### PROBLEM STATEMENT
Work out the number of lines below containing the word "NotScheduled" and give nothing besides it.
—————
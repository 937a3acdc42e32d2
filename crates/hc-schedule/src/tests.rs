//! Unit tests for hc-schedule.

use hc_core::{MunicipalityId, OperatorId, PatientId};
use hc_spatial::{CommutingGraph, MunPosition};

use crate::algebra::ItineraryEdit;
use crate::store::{VisitSpec, VisitStore};
use crate::visit::StateKind;
use crate::windows::{self, OperatorDay};

// ── Fixtures ──────────────────────────────────────────────────────────────────

fn mun(i: usize) -> MunicipalityId {
    MunicipalityId::from_index(i)
}

fn op(i: usize) -> OperatorId {
    OperatorId::from_index(i)
}

fn pat(i: usize) -> PatientId {
    PatientId::from_index(i)
}

/// Two municipalities, 30 minutes apart, 15-minute self-loops.
fn two_mun_graph() -> CommutingGraph {
    let positions = vec![
        MunPosition { lat: 45.0, lon: 9.0 },
        MunPosition { lat: 45.2, lon: 9.1 },
    ];
    let matrix = vec![vec![15, 30], vec![30, 15]];
    CommutingGraph::from_matrix(positions, &matrix).unwrap()
}

fn day0(home: usize) -> OperatorDay {
    OperatorDay {
        operator: op(0),
        home: mun(home),
        available: true,
        open: 0,
        close: 840,
    }
}

fn spec(p: usize, m: usize, start: i32, end: i32) -> VisitSpec {
    VisitSpec {
        patient: pat(p),
        municipality: mun(m),
        skill: 0,
        day: 0,
        start,
        end,
        operator: Some(op(0)),
        newly_generated: false,
    }
}

// ── Visit state machine ───────────────────────────────────────────────────────

#[cfg(test)]
mod state_machine {
    use super::*;

    #[test]
    fn schedule_copies_anchor_and_live() {
        let mut store = VisitStore::new();
        let id = store.add_proposed(spec(0, 0, 90, 150));
        assert_eq!(store.visit(id).kind(), StateKind::NotScheduled);

        store.visit_mut(id).schedule(0, 90, 150, op(0));
        let v = store.visit(id);
        assert_eq!(v.kind(), StateKind::Scheduled);
        assert_eq!(v.sched(), v.real());
        assert!(v.scheduled_by_manager);
    }

    #[test]
    fn baseline_visits_are_not_manager_scheduled() {
        let mut store = VisitStore::new();
        let id = store.add_baseline_scheduled(spec(0, 0, 90, 150));
        let v = store.visit(id);
        assert_eq!(v.kind(), StateKind::Scheduled);
        assert!(!v.scheduled_by_manager);
    }

    #[test]
    fn start_and_complete_track_real_times() {
        let mut store = VisitStore::new();
        let id = store.add_baseline_scheduled(spec(0, 0, 90, 150));

        store.visit_mut(id).start(0, 95, op(0));
        assert_eq!(store.visit(id).kind(), StateKind::Executing);
        assert_eq!(store.visit(id).real().start, 95);
        // Anchor unchanged.
        assert_eq!(store.visit(id).sched().start, 90);

        store.visit_mut(id).complete(152);
        let v = store.visit(id);
        assert_eq!(v.kind(), StateKind::Executed);
        assert_eq!(v.real().end, 152);
        assert_eq!(v.delay(), 5);
    }

    #[test]
    fn deschedule_clears_placement() {
        let mut store = VisitStore::new();
        let id = store.add_baseline_scheduled(spec(0, 0, 90, 150));
        store.visit_mut(id).deschedule();
        let v = store.visit(id);
        assert_eq!(v.kind(), StateKind::NotScheduled);
        assert!(v.placement().is_none());
    }

    #[test]
    fn shortening_budget_is_15_percent_of_anchor() {
        let mut store = VisitStore::new();
        let id = store.add_baseline_scheduled(spec(0, 0, 90, 150));
        // 60-minute visit: floor is 51, budget 9.
        assert_eq!(store.visit(id).shortening_time(), 9);

        store.visit_mut(id).shrink_start(9);
        assert_eq!(store.visit(id).shortening_time(), 0);
        assert_eq!(store.visit(id).shortened_time(), 9);
    }

    #[test]
    fn postpone_and_anticipate_shift_both_ends() {
        let mut store = VisitStore::new();
        let id = store.add_baseline_scheduled(spec(0, 0, 90, 150));
        store.visit_mut(id).postpone(20);
        assert_eq!((store.visit(id).real().start, store.visit(id).real().end), (110, 170));
        store.visit_mut(id).anticipate(20);
        assert_eq!((store.visit(id).real().start, store.visit(id).real().end), (90, 150));
        assert_eq!(store.visit(id).delay(), 0);
    }
}

// ── VisitStore ────────────────────────────────────────────────────────────────

#[cfg(test)]
mod store {
    use super::*;

    #[test]
    fn conservation_across_books() {
        let mut store = VisitStore::new();
        let a = store.add_baseline_scheduled(spec(0, 0, 90, 150));
        let b = store.add_proposed(spec(1, 0, 180, 240));
        let c = store.add_proposed(spec(2, 1, 300, 360));

        assert!(store.remove(a));
        assert!(store.mark_unplaceable(b));

        assert_eq!(store.active_count(), 1);
        assert_eq!(store.removed().len(), 1);
        assert_eq!(store.unplaceable().len(), 1);
        assert_eq!(store.total_count(), 3);
        assert!(store.get(c).is_some());
        assert!(store.get(a).is_none());
    }

    #[test]
    fn itinerary_is_sorted_by_start() {
        let mut store = VisitStore::new();
        let late = store.add_baseline_scheduled(spec(0, 0, 300, 360));
        let early = store.add_baseline_scheduled(spec(1, 0, 90, 150));
        assert_eq!(store.itinerary(op(0), 0), vec![early, late]);
    }

    #[test]
    fn scheduled_itinerary_skips_started_visits() {
        let mut store = VisitStore::new();
        let a = store.add_baseline_scheduled(spec(0, 0, 90, 150));
        let b = store.add_baseline_scheduled(spec(1, 0, 180, 240));
        store.visit_mut(a).start(0, 90, op(0));

        assert_eq!(store.scheduled_itinerary(op(0), 0), vec![b]);
        assert_eq!(store.itinerary(op(0), 0), vec![a, b]);
    }

    #[test]
    fn duration_distribution_normalizes() {
        let mut store = VisitStore::new();
        store.add_proposed(spec(0, 0, 90, 150)); // 60
        store.add_proposed(spec(1, 0, 90, 150)); // 60
        store.add_proposed(spec(2, 0, 90, 120)); // 30

        let distr = store.duration_distribution(0);
        assert_eq!(distr.len(), 2);
        assert_eq!(distr[0].0, 30);
        assert!((distr[0].1 - 1.0 / 3.0).abs() < 1e-12);
        assert_eq!(distr[1].0, 60);
        assert!((distr[1].1 - 2.0 / 3.0).abs() < 1e-12);

        assert!(store.duration_distribution(1).is_empty());
    }
}

// ── Free windows ──────────────────────────────────────────────────────────────

#[cfg(test)]
mod free_windows {
    use super::*;

    #[test]
    fn empty_day_is_one_window_minus_travel() {
        let graph = two_mun_graph();
        let w = windows::municipality_windows(&graph, &day0(0), &[], mun(1));
        // 30 minutes out, 30 minutes back.
        assert_eq!(w, vec![(30, 810)]);
    }

    #[test]
    fn unavailable_operator_has_no_windows() {
        let graph = two_mun_graph();
        let mut od = day0(0);
        od.available = false;
        assert!(windows::municipality_windows(&graph, &od, &[], mun(1)).is_empty());
    }

    #[test]
    fn windows_shrink_around_existing_stops() {
        let graph = two_mun_graph();
        let mut store = VisitStore::new();
        store.add_baseline_scheduled(spec(0, 0, 200, 260));
        let stops = store.day_stops(op(0), 0);

        let w = windows::municipality_windows(&graph, &day0(0), &stops, mun(0));
        // Before: home(0)→target 15 in, stop starts 200 minus 15 back.
        // After: stop ends 260 plus 15, close 840 minus 15.
        assert_eq!(w, vec![(15, 185), (275, 825)]);
    }

    #[test]
    fn empty_windows_are_dropped() {
        let graph = two_mun_graph();
        let mut store = VisitStore::new();
        // Back-to-back stops leave no room in municipality 1.
        store.add_baseline_scheduled(spec(0, 0, 100, 160));
        store.add_baseline_scheduled(spec(1, 0, 175, 235));
        let stops = store.day_stops(op(0), 0);

        let w = windows::municipality_windows(&graph, &day0(0), &stops, mun(1));
        // The middle gap (190, 145) is inverted and must be gone.
        assert!(w.iter().all(|&(a, b)| a <= b));
        assert_eq!(w.len(), 2);
    }

    #[test]
    fn clip_and_count() {
        let w = vec![(30, 180), (300, 420)];
        let clipped = windows::clip_windows(&w, 60, 360);
        assert_eq!(clipped, vec![(60, 180), (300, 360)]);

        // (180-60+15)/(60+15) = 1; (360-300+15)/75 = 1.
        assert_eq!(windows::count_fitting_visits(&clipped, 60), 2);
        assert_eq!(windows::count_fitting_visits(&clipped, 120), 1);
    }

    #[test]
    fn start_times_follow_the_grid() {
        let w = vec![(100, 250)];
        let times = windows::start_times(&w, 60);
        // First grid slot ≥ 100 with room for 60 minutes: 105.
        assert_eq!(times.first(), Some(&105));
        assert_eq!(times.last(), Some(&180));
        assert!(times.iter().all(|t| t % 15 == 0));
    }

    #[test]
    fn contains_period_needs_full_containment() {
        let w = vec![(100, 200)];
        assert!(windows::contains_period(&w, 100, 200));
        assert!(windows::contains_period(&w, 120, 180));
        assert!(!windows::contains_period(&w, 90, 150));
        assert!(!windows::contains_period(&w, 150, 210));
    }
}

// ── Mutation algebra ──────────────────────────────────────────────────────────

#[cfg(test)]
mod algebra {
    use super::*;

    fn edit<'a>(graph: &'a CommutingGraph, od: OperatorDay) -> ItineraryEdit<'a> {
        ItineraryEdit { graph, op: od, day: 0, handle_delay: true }
    }

    #[test]
    fn cumulable_delay_empty_itinerary_is_sentinel() {
        let graph = two_mun_graph();
        let store = VisitStore::new();
        let e = edit(&graph, day0(0));
        assert_eq!(e.cumulable_delay(&store, None, None), -1);
    }

    #[test]
    fn cumulable_delay_counts_gaps_and_budgets() {
        let graph = two_mun_graph();
        let mut store = VisitStore::new();
        store.add_baseline_scheduled(spec(0, 0, 90, 150));
        store.add_baseline_scheduled(spec(1, 0, 180, 240));
        let e = edit(&graph, day0(0));

        // From 150 to end of day: inter-visit gap excess 180-150-15 = 15,
        // second visit's shortening budget 9, tail margin 840-240-15 = 585.
        assert_eq!(e.cumulable_delay(&store, Some(150), None), 15 + 9 + 585);
    }

    #[test]
    fn cumulable_delay_bounded_window_is_the_free_lag() {
        let graph = two_mun_graph();
        let mut store = VisitStore::new();
        store.add_baseline_scheduled(spec(0, 0, 90, 150));
        store.add_baseline_scheduled(spec(1, 0, 180, 240));
        let e = edit(&graph, day0(0));

        assert_eq!(e.cumulable_delay(&store, Some(150), Some(180)), 15);
    }

    #[test]
    fn extend_last_visit_stretches_freely() {
        let graph = two_mun_graph();
        let mut store = VisitStore::new();
        let id = store.add_baseline_scheduled(spec(0, 0, 90, 150));
        let e = edit(&graph, day0(0));

        assert_eq!(e.extend_visit(&mut store, id, 45), 0);
        assert_eq!(store.visit(id).real().end, 195);
    }

    #[test]
    fn extend_cascades_shrink_then_postpone() {
        let graph = two_mun_graph();
        let mut store = VisitStore::new();
        let v1 = store.add_baseline_scheduled(spec(0, 0, 90, 150));
        let v2 = store.add_baseline_scheduled(spec(1, 0, 180, 240));
        let e = edit(&graph, day0(0));

        assert_eq!(e.extend_visit(&mut store, v1, 30), 0);

        // v1 ran to 180; v2 gave its 9-minute budget from the start and was
        // postponed by the remaining 6.
        assert_eq!(store.visit(v1).real().end, 180);
        assert_eq!(store.visit(v2).real().start, 195);
        assert_eq!(store.visit(v2).real().end, 246);
        assert_eq!(store.visit(v2).shortened_time(), 9);

        // No double-booking: 180 + 15 travel ≤ 195.
        let stops = store.day_stops(op(0), 0);
        assert!(stops[0].end + 15 <= stops[1].start);
    }

    #[test]
    fn unabsorbable_extension_sheds_last_scheduled_visit() {
        let graph = two_mun_graph();
        let mut store = VisitStore::new();
        let v1 = store.add_baseline_scheduled(spec(0, 0, 90, 150));
        let v2 = store.add_baseline_scheduled(spec(1, 1, 180, 240));
        let mut od = day0(0);
        od.close = 300; // tight day: little slack after v2
        let e = edit(&graph, od);

        // Slack after 150: gap 180-150-30 = 0, budget 9, tail 300-240-30 = 30,
        // no overrun. 150 > 39 + 60 → v2 must go.
        let descheduled = e.extend_visit(&mut store, v1, 150);
        assert_eq!(descheduled, 1);
        assert_eq!(store.visit(v2).kind(), StateKind::NotScheduled);
        // v1 became last of the day and stretched freely.
        assert_eq!(store.visit(v1).real().end, 300);
    }

    #[test]
    fn shorten_recovers_a_delayed_follower() {
        let graph = two_mun_graph();
        let mut store = VisitStore::new();
        let v1 = store.add_baseline_scheduled(spec(0, 0, 90, 150));
        let v2 = store.add_baseline_scheduled(spec(1, 0, 180, 240));
        store.visit_mut(v2).postpone(15); // running 15 late
        let e = edit(&graph, day0(0));

        // v1 finishes 30 early.
        e.shorten_visit(&mut store, v1, 30);

        assert_eq!(store.visit(v1).real().end, 120);
        // v2 is pulled back onto its anchor.
        assert_eq!(store.visit(v2).real().start, 180);
        assert_eq!(store.visit(v2).delay(), 0);
    }

    #[test]
    fn shorten_gives_compressed_time_back_to_last_visit() {
        let graph = two_mun_graph();
        let mut store = VisitStore::new();
        let v1 = store.add_baseline_scheduled(spec(0, 0, 90, 150));
        let v2 = store.add_baseline_scheduled(spec(1, 0, 180, 240));
        // v2 was previously shrunk by 9 from its start (delay cascade).
        store.visit_mut(v2).shrink_start(9);
        assert_eq!(store.visit(v2).shortened_time(), 9);
        let e = edit(&graph, day0(0));

        // v1 finishes 20 early: plenty of lag, v2 ends on schedule again.
        e.shorten_visit(&mut store, v1, 20);
        assert_eq!(store.visit(v2).shortened_time(), 0);
        assert_eq!(store.visit(v2).real().duration(), store.visit(v2).sched().duration());
    }

    #[test]
    fn handle_delay_off_disables_shrinking() {
        let graph = two_mun_graph();
        let mut store = VisitStore::new();
        let v1 = store.add_baseline_scheduled(spec(0, 0, 90, 150));
        let v2 = store.add_baseline_scheduled(spec(1, 0, 180, 240));
        let mut e = edit(&graph, day0(0));
        e.handle_delay = false;

        e.extend_visit(&mut store, v1, 30);

        // Without absorption v2 keeps its duration and is postponed whole.
        assert_eq!(store.visit(v2).shortened_time(), 0);
        assert_eq!(store.visit(v2).real().start, 195);
    }
}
—————
### SOLUTION BELOW
3